Anggun mengangguk perlahan.
"Duhai perempuan yang lembut hatinya, yang kepekaannya melebihi kepekaanku, setiap perempuan memang terlahir cantik," ucap Ali perlahan.
Setiap tutur yang diucapkan Ali malam itu, serasa seperti nada-nada indah yang sangat menyejukkan hati Anggun.
"Termasuk kamu. Kamu cantik. Tapi kalau ditanya sebab apa aku memilihmu, aku juga tak tahu. Hatiku yakin dan tenang saat Ibuku dan Ibumu menjadi jalan pernikahan kita."
"Barangkali itu cara Tuhan meyakinkanku, bahwa kamulah jodohku."
Ali menjedakan cukup lama tuturnya. Tak pernah menyangka laki-laki yang sangat dibencinya itu, sangat berbeda. Ia berhati lembut yang begitu terlihat bertanggung jawab dan penyayang.
"Terima kasih," ucap Anggun menitikkan air mata.
Melihat perempuan di depannya menitikkan air mata, Ali segera beranjak dari berlututnya. Ia mendekap Aya dengan penuh kasih. Diusapnya perlahan rambut Anggun.

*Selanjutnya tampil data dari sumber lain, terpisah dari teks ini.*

pub mod handlers;
pub mod jd_analyzer;
pub mod keywords;

pub use jd_analyzer::{analyze_job_description, JdAnalysis, Seniority, WeightedKeyword};
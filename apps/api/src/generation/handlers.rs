//! Axum route handlers for the Generation API.

use axum::{
    extract::{Path, State},
    http::header,
    response::{IntoResponse, Response},
    Json,
};
use rand::rngs::StdRng;
use rand::SeedableRng;
use serde::{Deserialize, Serialize};
use tracing::info;
use uuid::Uuid;

use crate::analysis::analyze_job_description;
use crate::errors::AppError;
use crate::generation::anecdotes::{load_anecdotes, Anecdote};
use crate::generation::cover_letter::{generate_cover_letter, CoverLetterInput, UserInfo};
use crate::generation::interview_prep::generate_interview_prep;
use crate::generation::optimizer::{
    optimize_resume_iteratively, render_optimization_report, OptimizationResult, ResumeDocument,
};
use crate::generation::research::CompanyResearch;
use crate::generation::templates::Tone;
use crate::state::AppState;
use crate::storage::{
    cover_letter_key, interview_prep_key, optimization_report_key, optimized_resume_key,
    DocumentKind, MARKDOWN,
};
use crate::tracking::repository;

// ────────────────────────────────────────────────────────────────────────────
// Request / Response types
// ────────────────────────────────────────────────────────────────────────────

#[derive(Debug, Deserialize)]
pub struct CoverLetterRequest {
    #[serde(default)]
    pub user: UserInfo,
    #[serde(default)]
    pub research: CompanyResearch,
    pub jd_text: String,
    pub position: String,
    #[serde(default)]
    pub tone: Tone,
    #[serde(default)]
    pub custom_notes: Option<String>,
    /// Inline anecdotes. When empty, `ANECDOTES_DIR` is read instead.
    #[serde(default)]
    pub anecdotes: Vec<Anecdote>,
    #[serde(default)]
    pub application_id: Option<Uuid>,
}

#[derive(Debug, Serialize)]
pub struct CoverLetterResponse {
    pub cover_letter: String,
    #[serde(skip_serializing_if = "Option::is_none")]
    pub document_key: Option<String>,
}

#[derive(Debug, Deserialize)]
pub struct InterviewPrepRequest {
    #[serde(default)]
    pub research: CompanyResearch,
    pub jd_text: String,
    pub position: String,
    #[serde(default)]
    pub anecdotes: Vec<Anecdote>,
    #[serde(default)]
    pub application_id: Option<Uuid>,
}

#[derive(Debug, Serialize)]
pub struct InterviewPrepResponse {
    pub document: String,
    #[serde(skip_serializing_if = "Option::is_none")]
    pub document_key: Option<String>,
}

#[derive(Debug, Deserialize)]
pub struct OptimizeResumeRequest {
    /// Markdown resume with optional YAML frontmatter.
    pub resume_markdown: String,
    pub jd_text: String,
    /// Overrides `ATS_TARGET_SCORE`.
    #[serde(default)]
    pub target_score: Option<f64>,
    /// Overrides `OPTIMIZER_MAX_ITERATIONS`.
    #[serde(default)]
    pub max_iterations: Option<u32>,
    #[serde(default)]
    pub application_id: Option<Uuid>,
}

#[derive(Debug, Serialize)]
pub struct OptimizeResumeResponse {
    pub result: OptimizationResult,
    pub optimized_markdown: String,
    pub report: String,
    #[serde(skip_serializing_if = "Option::is_none")]
    pub resume_key: Option<String>,
    #[serde(skip_serializing_if = "Option::is_none")]
    pub report_key: Option<String>,
}

// ────────────────────────────────────────────────────────────────────────────
// Helpers
// ────────────────────────────────────────────────────────────────────────────

fn require(value: &str, field: &str) -> Result<(), AppError> {
    if value.trim().is_empty() {
        return Err(AppError::Validation(format!("{field} cannot be empty")));
    }
    Ok(())
}

/// Inline anecdotes win; otherwise the configured anecdote directory is read.
async fn resolve_anecdotes(state: &AppState, inline: Vec<Anecdote>) -> Result<Vec<Anecdote>, AppError> {
    if !inline.is_empty() {
        return Ok(inline);
    }
    let Some(dir) = state.config.anecdotes_dir.clone() else {
        return Ok(Vec::new());
    };

    let anecdotes = tokio::task::spawn_blocking(move || load_anecdotes(&dir))
        .await
        .map_err(|e| AppError::Internal(anyhow::anyhow!("anecdote loading task failed: {e}")))??;
    Ok(anecdotes)
}

// ────────────────────────────────────────────────────────────────────────────
// Handlers
// ────────────────────────────────────────────────────────────────────────────

/// POST /api/v1/cover-letters
///
/// Generates a cover letter. With `application_id`, the letter is stored and
/// the application is marked as having used it.
pub async fn handle_generate_cover_letter(
    State(state): State<AppState>,
    Json(request): Json<CoverLetterRequest>,
) -> Result<Json<CoverLetterResponse>, AppError> {
    require(&request.jd_text, "jd_text")?;
    require(&request.position, "position")?;

    let analysis = analyze_job_description(&request.jd_text);
    let anecdotes = resolve_anecdotes(&state, request.anecdotes).await?;

    let input = CoverLetterInput {
        user: &request.user,
        research: &request.research,
        analysis: &analysis,
        anecdotes: &anecdotes,
        position: request.position.trim(),
        tone: request.tone,
        custom_notes: request.custom_notes.as_deref(),
    };
    let cover_letter = generate_cover_letter(&input, &mut StdRng::from_entropy());

    let mut document_key = None;
    if let Some(application_id) = request.application_id {
        let key = cover_letter_key(application_id);
        repository::record_cover_letter(&state.db, application_id, &key).await?;
        state
            .store
            .put(&key, cover_letter.clone().into_bytes(), MARKDOWN)
            .await?;
        info!("Stored cover letter for application {application_id}");
        document_key = Some(key);
    }

    Ok(Json(CoverLetterResponse {
        cover_letter,
        document_key,
    }))
}

/// GET /api/v1/applications/:id/documents/:kind
///
/// Returns a stored document as markdown. `kind` is one of `resume`,
/// `cover-letter`, `interview-prep` or `optimization-report`.
pub async fn handle_get_document(
    State(state): State<AppState>,
    Path((application_id, kind)): Path<(Uuid, DocumentKind)>,
) -> Result<Response, AppError> {
    let body = state.store.get(&kind.key(application_id)).await?;
    Ok(([(header::CONTENT_TYPE, MARKDOWN)], body).into_response())
}

/// POST /api/v1/interview-prep
pub async fn handle_generate_interview_prep(
    State(state): State<AppState>,
    Json(request): Json<InterviewPrepRequest>,
) -> Result<Json<InterviewPrepResponse>, AppError> {
    require(&request.jd_text, "jd_text")?;
    require(&request.position, "position")?;

    let analysis = analyze_job_description(&request.jd_text);
    let anecdotes = resolve_anecdotes(&state, request.anecdotes).await?;
    let document = generate_interview_prep(
        &request.research,
        &analysis,
        &anecdotes,
        request.position.trim(),
    );

    let mut document_key = None;
    if let Some(application_id) = request.application_id {
        // 404 before anything is written for an unknown application
        repository::get_application(&state.db, application_id).await?;
        let key = interview_prep_key(application_id);
        state
            .store
            .put(&key, document.clone().into_bytes(), MARKDOWN)
            .await?;
        info!("Stored interview prep for application {application_id}");
        document_key = Some(key);
    }

    Ok(Json(InterviewPrepResponse {
        document,
        document_key,
    }))
}

/// POST /api/v1/resumes/optimize
///
/// Iteratively works missing JD keywords into a markdown resume. With
/// `application_id`, the optimized resume and its report are stored and the
/// application's `resume_path` is updated.
pub async fn handle_optimize_resume(
    State(state): State<AppState>,
    Json(request): Json<OptimizeResumeRequest>,
) -> Result<Json<OptimizeResumeResponse>, AppError> {
    require(&request.resume_markdown, "resume_markdown")?;
    require(&request.jd_text, "jd_text")?;

    let target_score = request.target_score.unwrap_or(state.config.ats_target_score);
    if !(0.0..=100.0).contains(&target_score) {
        return Err(AppError::Validation(
            "target_score must be between 0 and 100".to_string(),
        ));
    }
    let max_iterations = request
        .max_iterations
        .unwrap_or(state.config.optimizer_max_iterations);

    let document = ResumeDocument::parse(&request.resume_markdown)
        .map_err(|e| AppError::UnprocessableEntity(format!("invalid resume frontmatter: {e}")))?;
    let analysis = analyze_job_description(&request.jd_text);

    let result = optimize_resume_iteratively(document, &analysis, target_score, max_iterations);
    let optimized_markdown = result
        .final_resume
        .to_markdown()
        .map_err(|e| AppError::Internal(e.into()))?;
    let report = render_optimization_report(&result);
    info!(
        "Optimized resume in {} iteration(s), final score {:.1}",
        result.iterations.len(),
        result.final_score
    );

    let (mut resume_key, mut report_key) = (None, None);
    if let Some(application_id) = request.application_id {
        let resume = optimized_resume_key(application_id);
        let report_path = optimization_report_key(application_id);
        repository::record_resume_path(&state.db, application_id, &resume).await?;
        state
            .store
            .put(&resume, optimized_markdown.clone().into_bytes(), MARKDOWN)
            .await?;
        state
            .store
            .put(&report_path, report.clone().into_bytes(), MARKDOWN)
            .await?;
        resume_key = Some(resume);
        report_key = Some(report_path);
    }

    Ok(Json(OptimizeResumeResponse {
        result,
        optimized_markdown,
        report,
        resume_key,
        report_key,
    }))
}
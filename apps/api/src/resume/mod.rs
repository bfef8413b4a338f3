pub mod handlers;
pub mod parser;

pub use parser::{ParsedResume, ResumeParseError, ResumeParser, ResumeSection};
/// Tiered keyword coverage: required keywords weigh 70%, nice-to-have 30%.
pub fn calculate_keyword_match(
    resume_keywords: &[String],
    jd_keywords: &[String],
    importance: &[WeightedKeyword],
) -> KeywordMatchDetail {
    if jd_keywords.is_empty() {
        return KeywordMatchDetail {
            score: 0.0,
            matched_required: 0.0,
            matched_nice_to_have: 0.0,
            ..KeywordMatchDetail::default()
        };
    }

    let resume_set: HashSet<String> = resume_keywords.iter().map(|k| k.to_lowercase()).collect();
    let jd_lower: Vec<String> = jd_keywords.iter().map(|k| k.to_lowercase()).collect();

    let (required, nice_to_have): (Vec<String>, Vec<String>) = if importance.is_empty() {
        (jd_lower, Vec::new())
    } else {
        jd_lower.into_iter().partition(|k| {
            weight_of(importance, k).unwrap_or(DEFAULT_IMPORTANCE) >= REQUIRED_THRESHOLD
        })
    };

    let (matched_required, missing_required): (Vec<&String>, Vec<&String>) =
        required.iter().partition(|k| resume_set.contains(*k));
    let (matched_nice, missing_nice): (Vec<&String>, Vec<&String>) =
        nice_to_have.iter().partition(|k| resume_set.contains(*k));

    let required_pct = percent(matched_required.len(), required.len());
    let nice_pct = percent(matched_nice.len(), nice_to_have.len());

    let score = match (required.is_empty(), nice_to_have.is_empty()) {
        (false, false) => required_pct * 0.7 + nice_pct * 0.3,
        (false, true) => required_pct,
        _ => nice_pct,
    };

    let missing_keywords = missing_required
        .into_iter()
        .cloned()
        .chain(
            missing_nice
                .into_iter()
                .filter(|k| weight_of(importance, k).unwrap_or(0.0) >= DEFAULT_IMPORTANCE)
                .take(MAX_MISSING_NICE_TO_HAVE)
                .cloned(),
        )
        .collect();

    KeywordMatchDetail {
        score: round2(score),
        matched_required: round2(required_pct),
        matched_nice_to_have: round2(nice_pct),
        matched_keywords: matched_required
            .into_iter()
            .chain(matched_nice)
            .cloned()
            .collect(),
        missing_keywords,
    }
}

/// True when at most one date style (YYYY-MM, Mon YYYY, Month YYYY, MM/YYYY) is used.
pub fn check_date_format_consistency(resume_text: &str) -> bool {
    DATE_FORMATS
        .iter()
        .filter(|re| re.is_match(resume_text))
        .count()
        <= 1
}
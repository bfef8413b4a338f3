use axum::{
    http::StatusCode,
    response::{IntoResponse, Response},
    Json,
};
use serde_json::json;
use thiserror::Error;

use crate::generation::AnecdoteError;
use crate::resume::parser::ResumeParseError;
use crate::scoring::AtsScoreError;

/// Application-level error type.
/// Implements `IntoResponse` so Axum handlers can return `Result<T, AppError>`.
#[derive(Debug, Error)]
pub enum AppError {
    #[error("Not found: {0}")]
    NotFound(String),

    #[error("Validation error: {0}")]
    Validation(String),

    #[error("Unprocessable entity: {0}")]
    UnprocessableEntity(String),

    #[error("Database error: {0}")]
    Database(#[from] sqlx::Error),

    #[error("Storage error: {0}")]
    Storage(String),

    #[error("Internal server error: {0}")]
    Internal(#[from] anyhow::Error),
}

impl From<ResumeParseError> for AppError {
    fn from(err: ResumeParseError) -> Self {
        match err {
            ResumeParseError::NotFound(path) => {
                AppError::NotFound(format!("PDF file not found: {}", path.display()))
            }
            ResumeParseError::Frontmatter(e) => AppError::Internal(e.into()),
            other => AppError::UnprocessableEntity(other.to_string()),
        }
    }
}

impl From<AtsScoreError> for AppError {
    fn from(err: AtsScoreError) -> Self {
        AppError::Validation(err.to_string())
    }
}

impl From<AnecdoteError> for AppError {
    fn from(err: AnecdoteError) -> Self {
        match err {
            AnecdoteError::Frontmatter { .. } => AppError::UnprocessableEntity(err.to_string()),
            AnecdoteError::Io { .. } => AppError::Internal(anyhow::Error::new(err)),
        }
    }
}

impl IntoResponse for AppError {
    fn into_response(self) -> Response {
        let (status, code, message) = match &self {
            AppError::NotFound(msg) => (StatusCode::NOT_FOUND, "NOT_FOUND", msg.clone()),
            AppError::Validation(msg) => (StatusCode::BAD_REQUEST, "VALIDATION_ERROR", msg.clone()),
            AppError::UnprocessableEntity(msg) => (
                StatusCode::UNPROCESSABLE_ENTITY,
                "UNPROCESSABLE_ENTITY",
                msg.clone(),
            ),
            AppError::Database(e) => {
                tracing::error!("Database error: {e}");
                (
                    StatusCode::INTERNAL_SERVER_ERROR,
                    "DATABASE_ERROR",
                    "A database error occurred".to_string(),
                )
            }
            AppError::Storage(msg) => {
                tracing::error!("Storage error: {msg}");
                (
                    StatusCode::INTERNAL_SERVER_ERROR,
                    "STORAGE_ERROR",
                    "A storage error occurred".to_string(),
                )
            }
            AppError::Internal(e) => {
                tracing::error!("Internal error: {e:?}");
                (
                    StatusCode::INTERNAL_SERVER_ERROR,
                    "INTERNAL_ERROR",
                    "An internal server error occurred".to_string(),
                )
            }
        };

        let body = Json(json!({
            "error": {
                "code": code,
                "message": message
            }
        }));

        (status, body).into_response()
    }
}

#[cfg(test)]
mod tests {
    use super::*;

    #[test]
    fn test_status_codes() {
        let cases = [
            (AppError::NotFound("x".into()), StatusCode::NOT_FOUND),
            (AppError::Validation("x".into()), StatusCode::BAD_REQUEST),
            (
                AppError::UnprocessableEntity("x".into()),
                StatusCode::UNPROCESSABLE_ENTITY,
            ),
            (AppError::Storage("x".into()), StatusCode::INTERNAL_SERVER_ERROR),
        ];
        for (err, expected) in cases {
            assert_eq!(err.into_response().status(), expected);
        }
    }

    #[test]
    fn test_resume_parse_error_mapping() {
        let err: AppError = ResumeParseError::NoText.into();
        assert!(matches!(err, AppError::UnprocessableEntity(_)));

        let err: AppError = ResumeParseError::NotFound("a.pdf".into()).into();
        assert!(matches!(err, AppError::NotFound(_)));
    }

    #[test]
    fn test_ats_score_error_is_validation() {
        let err: AppError = AtsScoreError::EmptyResume.into();
        assert!(matches!(err, AppError::Validation(_)));
    }

    #[test]
    fn test_anecdote_error_mapping() {
        let yaml_err = serde_yaml::from_str::<Vec<String>>("[unclosed").unwrap_err();
        let err: AppError = AnecdoteError::Frontmatter {
            path: "a.md".into(),
            source: yaml_err,
        }
        .into();
        assert!(matches!(err, AppError::UnprocessableEntity(_)));
    }
}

"Menangislah... apapun rasa dari tangismu itu. Luapkanlah di depanku. Dalam pelukanku. Aku siap menjagamu."
Kalimat teduh yang diucapkan Ali membuat hati Anggun kian tersentuh. Ia kembali diingatkan betapa ia memiliki trauma luka yang sangat pelik. Ia sempat tak percaya akan kembali memercayai laki-laki. Apalagi sampai menikah dengan Alu.
"Mas...," panggil Anggun.
"Ya?"
Anggun masih dalam dekapan Ali. Ali memeluk erat istri tercintanya itu.
"Aku pengin cerita tentang masa laluku. Apa kamu mendengarnya. Aku ingin kita menjalani perjalanan pernikahan ini, dengan lebih damai."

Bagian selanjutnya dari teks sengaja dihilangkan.